I giornali nell’era Monti
Un po' la crisi dei lettori, un po' il nuovo governo, la politica è sparita dai giornali italiani, rimpiazzata da contabilità pensionistiche e scenari bancari
Oggi su Europa Mario Lavia abbozza un ragionamento sulla trasformazione recente delle pagine di politica dei quotidiani italiani. I “retroscena” e i volatili chiacchiericci – che potevano sparire prima per più sane ragioni – sono stati affondati dalla “sobrietà” del nuovo governo e dalla volontà di non disturbarlo, e al loro posto – in assenza di temi e dibattiti politici più ampi e vari – sono arrivate gran paginate di conti, pensioni, prospettive bancarie, eccetera.
Domenica Repubblica ha dedicato le prime sei pagine agli approfondimenti economici, quelle successive alla grande cronaca e poi agli esteri. Questo, Repubblica: cioè il giornale più “politico” fra i grandi. Corriere della Sera e Stampa già da settimane sono fatti così. E non parliamo poi delSole 24 Ore che ha questa vocazione nel suo dna. È la crisi, bellezza. Domina le nostre esistenze, detta legge anche alla stampa.

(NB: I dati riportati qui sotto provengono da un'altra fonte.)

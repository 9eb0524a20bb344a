//! List available audio input devices.

use cpal::traits::{DeviceTrait, HostTrait};

use crate::capture::device::{input_devices, suppress_backend_noise};

/// Lists all input devices with the IDs accepted by `--device` and the config file.
///
/// # Errors
/// - If the audio host cannot enumerate devices
pub fn handle_list_devices() -> anyhow::Result<()> {
    let (host, devices) = suppress_backend_noise(|| {
        let host = cpal::default_host();
        let devices = input_devices(&host)?;
        Ok((host, devices))
    })?;

    if devices.is_empty() {
        println!("No audio input devices found on this system.");
        return Ok(());
    }

    println!("Available audio input devices:");
    println!();

    let default_device = host.default_input_device().and_then(|d| d.name().ok());

    for (index, device) in devices.iter().enumerate() {
        let device_name = device.name().unwrap_or_else(|_| "Unknown".to_string());
        let default_indicator = if default_device.as_ref() == Some(&device_name) {
            " [DEFAULT]"
        } else {
            ""
        };

        let config_info = match device.default_input_config() {
            Ok(config) => format!(
                " ({}Hz, {} channels, {:?})",
                config.sample_rate().0,
                config.channels(),
                config.sample_format()
            ),
            Err(_) => " (configuration unavailable)".to_string(),
        };

        println!("  ID: {index}");
        println!("    Name: {device_name}{default_indicator}");
        println!("    Config:{config_info}");
        println!();
    }

    Ok(())
}
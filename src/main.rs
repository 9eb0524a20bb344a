//! micwave: a terminal microphone visualizer.

mod app;
mod capture;
mod commands;
mod config;
mod logging;
mod setup;
mod ui;
mod visualizer;

#[tokio::main]
async fn main() {
    if let Err(e) = app::run().await {
        tracing::error!("Fatal error: {e:#}");
        eprintln!("Error: {e:#}");
        std::process::exit(1);
    }
}
//! Audio capture for micwave.
//!
//! Opens the microphone, keeps a bounded window of mono samples, and turns that
//! window into a byte-scaled frequency snapshot once per frame.

pub mod analyser;
pub mod buffer;
pub mod device;
pub mod error;
pub mod microphone;

pub use analyser::{AnalyserSettings, FrequencyAnalyser};
pub use error::CaptureError;
pub use microphone::MicrophoneCapture;

/// Anything that can hand the frame loop its newest mono samples.
pub trait SampleSource {
    /// Replaces the contents of `out` with the current sample window, oldest first.
    fn latest(&self, out: &mut Vec<f32>);
}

Non vi sembra passato un secolo dalle paginate con le intercettazioni – ricordate quelle meravigliose frasi smozzicate, infarcite di errori sintattici e parolacce? – o i verbali di interrogatori, o le ricostruzioni delle seratine arcoriane a base di lap dance, infermiere varie e vecchi signori ? Oggi, no. Le paginate ci sono sempre, ma illuminano decreti e progetti, ospitano grafici e tabelle sul mitico spread o l’età pensionabile, la riforma degli Ordini o la liquidità delle banche. Roba fino a poco tempo fa indigeribile per il grande pubblico, confinata nelle pagine interne, quelle che il lettore medio salta(va), roba da addetti ai lavori. Leggi, commi, tabelle: ma li leggessero i commercialisti, i notai, i banchieri.